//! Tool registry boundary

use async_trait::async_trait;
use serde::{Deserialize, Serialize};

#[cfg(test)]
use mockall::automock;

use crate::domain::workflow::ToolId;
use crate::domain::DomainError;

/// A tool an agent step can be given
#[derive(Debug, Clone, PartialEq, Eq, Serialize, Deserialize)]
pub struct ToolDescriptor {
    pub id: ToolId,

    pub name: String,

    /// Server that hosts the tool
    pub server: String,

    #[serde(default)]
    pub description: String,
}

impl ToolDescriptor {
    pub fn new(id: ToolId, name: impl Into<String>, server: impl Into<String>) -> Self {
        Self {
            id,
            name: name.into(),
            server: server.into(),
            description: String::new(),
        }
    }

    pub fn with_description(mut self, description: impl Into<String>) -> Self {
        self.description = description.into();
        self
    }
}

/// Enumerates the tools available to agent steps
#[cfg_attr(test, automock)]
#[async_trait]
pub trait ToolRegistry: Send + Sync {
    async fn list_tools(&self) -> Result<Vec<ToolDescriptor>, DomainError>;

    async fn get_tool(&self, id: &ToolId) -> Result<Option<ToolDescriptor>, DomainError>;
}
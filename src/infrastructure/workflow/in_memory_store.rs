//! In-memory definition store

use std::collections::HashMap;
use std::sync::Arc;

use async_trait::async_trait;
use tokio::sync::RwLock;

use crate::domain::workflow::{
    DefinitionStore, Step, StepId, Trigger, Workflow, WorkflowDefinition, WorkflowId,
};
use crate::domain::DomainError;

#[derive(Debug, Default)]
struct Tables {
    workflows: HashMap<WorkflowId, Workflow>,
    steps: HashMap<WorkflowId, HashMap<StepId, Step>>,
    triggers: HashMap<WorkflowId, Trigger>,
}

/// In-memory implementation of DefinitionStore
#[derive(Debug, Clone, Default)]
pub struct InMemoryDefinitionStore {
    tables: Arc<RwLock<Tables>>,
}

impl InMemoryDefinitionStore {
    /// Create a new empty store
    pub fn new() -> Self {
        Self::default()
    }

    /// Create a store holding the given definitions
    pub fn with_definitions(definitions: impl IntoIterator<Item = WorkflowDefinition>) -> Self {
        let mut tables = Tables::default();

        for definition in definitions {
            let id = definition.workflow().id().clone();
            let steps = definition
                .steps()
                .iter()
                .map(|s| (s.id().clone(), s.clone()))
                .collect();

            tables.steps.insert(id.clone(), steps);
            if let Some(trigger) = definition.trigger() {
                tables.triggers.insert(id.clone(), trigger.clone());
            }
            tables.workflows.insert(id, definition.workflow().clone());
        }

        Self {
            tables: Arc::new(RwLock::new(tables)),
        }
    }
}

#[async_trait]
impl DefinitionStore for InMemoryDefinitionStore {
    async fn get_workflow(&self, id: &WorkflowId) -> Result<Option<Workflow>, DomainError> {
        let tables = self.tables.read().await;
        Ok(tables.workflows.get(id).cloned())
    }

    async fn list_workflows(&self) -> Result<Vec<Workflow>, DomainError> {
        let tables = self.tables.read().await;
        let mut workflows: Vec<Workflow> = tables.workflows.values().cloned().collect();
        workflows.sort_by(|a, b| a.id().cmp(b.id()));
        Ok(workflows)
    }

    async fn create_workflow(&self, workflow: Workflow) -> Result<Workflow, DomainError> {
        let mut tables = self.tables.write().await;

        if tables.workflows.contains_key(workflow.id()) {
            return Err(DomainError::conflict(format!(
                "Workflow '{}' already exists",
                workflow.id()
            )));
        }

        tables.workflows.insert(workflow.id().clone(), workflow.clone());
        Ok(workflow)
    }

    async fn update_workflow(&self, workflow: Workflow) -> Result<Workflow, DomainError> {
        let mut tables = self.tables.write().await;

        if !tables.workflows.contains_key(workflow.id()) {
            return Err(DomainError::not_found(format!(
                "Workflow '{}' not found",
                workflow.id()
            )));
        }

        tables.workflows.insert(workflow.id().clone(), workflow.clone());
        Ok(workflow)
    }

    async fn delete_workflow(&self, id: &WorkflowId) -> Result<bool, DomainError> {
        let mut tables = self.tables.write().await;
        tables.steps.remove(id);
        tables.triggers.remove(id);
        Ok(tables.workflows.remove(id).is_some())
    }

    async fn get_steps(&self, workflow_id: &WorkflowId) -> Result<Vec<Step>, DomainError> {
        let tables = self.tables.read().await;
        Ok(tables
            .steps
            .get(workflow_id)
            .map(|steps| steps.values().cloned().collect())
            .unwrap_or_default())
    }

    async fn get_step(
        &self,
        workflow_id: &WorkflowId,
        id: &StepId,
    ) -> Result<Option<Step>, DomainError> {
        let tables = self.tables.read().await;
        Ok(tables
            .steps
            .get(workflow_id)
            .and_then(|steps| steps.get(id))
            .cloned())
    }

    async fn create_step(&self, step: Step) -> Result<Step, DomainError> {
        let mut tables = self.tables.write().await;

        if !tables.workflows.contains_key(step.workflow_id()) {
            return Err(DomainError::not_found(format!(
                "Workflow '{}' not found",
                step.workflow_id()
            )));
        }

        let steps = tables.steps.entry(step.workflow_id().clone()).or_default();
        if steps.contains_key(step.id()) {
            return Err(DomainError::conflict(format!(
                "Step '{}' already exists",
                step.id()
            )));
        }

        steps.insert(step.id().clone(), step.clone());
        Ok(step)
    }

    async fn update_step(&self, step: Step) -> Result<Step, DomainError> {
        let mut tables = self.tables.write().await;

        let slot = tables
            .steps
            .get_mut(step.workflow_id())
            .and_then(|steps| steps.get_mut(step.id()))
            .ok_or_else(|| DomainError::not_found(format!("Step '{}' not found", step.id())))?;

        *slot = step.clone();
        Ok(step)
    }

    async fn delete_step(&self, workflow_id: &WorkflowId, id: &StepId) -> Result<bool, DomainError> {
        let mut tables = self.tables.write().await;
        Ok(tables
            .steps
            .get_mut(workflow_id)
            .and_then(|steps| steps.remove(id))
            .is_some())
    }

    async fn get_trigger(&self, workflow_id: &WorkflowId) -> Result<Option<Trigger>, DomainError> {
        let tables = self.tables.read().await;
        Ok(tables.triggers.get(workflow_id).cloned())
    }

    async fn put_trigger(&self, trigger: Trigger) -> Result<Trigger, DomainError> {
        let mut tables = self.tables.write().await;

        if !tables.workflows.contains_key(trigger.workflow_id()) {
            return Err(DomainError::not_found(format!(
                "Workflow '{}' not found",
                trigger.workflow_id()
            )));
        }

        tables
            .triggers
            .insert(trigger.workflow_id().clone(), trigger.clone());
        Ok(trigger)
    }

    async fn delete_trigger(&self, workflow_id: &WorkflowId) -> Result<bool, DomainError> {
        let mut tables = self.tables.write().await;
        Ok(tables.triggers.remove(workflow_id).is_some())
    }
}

* [Task objective]: Look over the entries above and say how many lines contain "given"; give only the number.

* [Answer section]: 2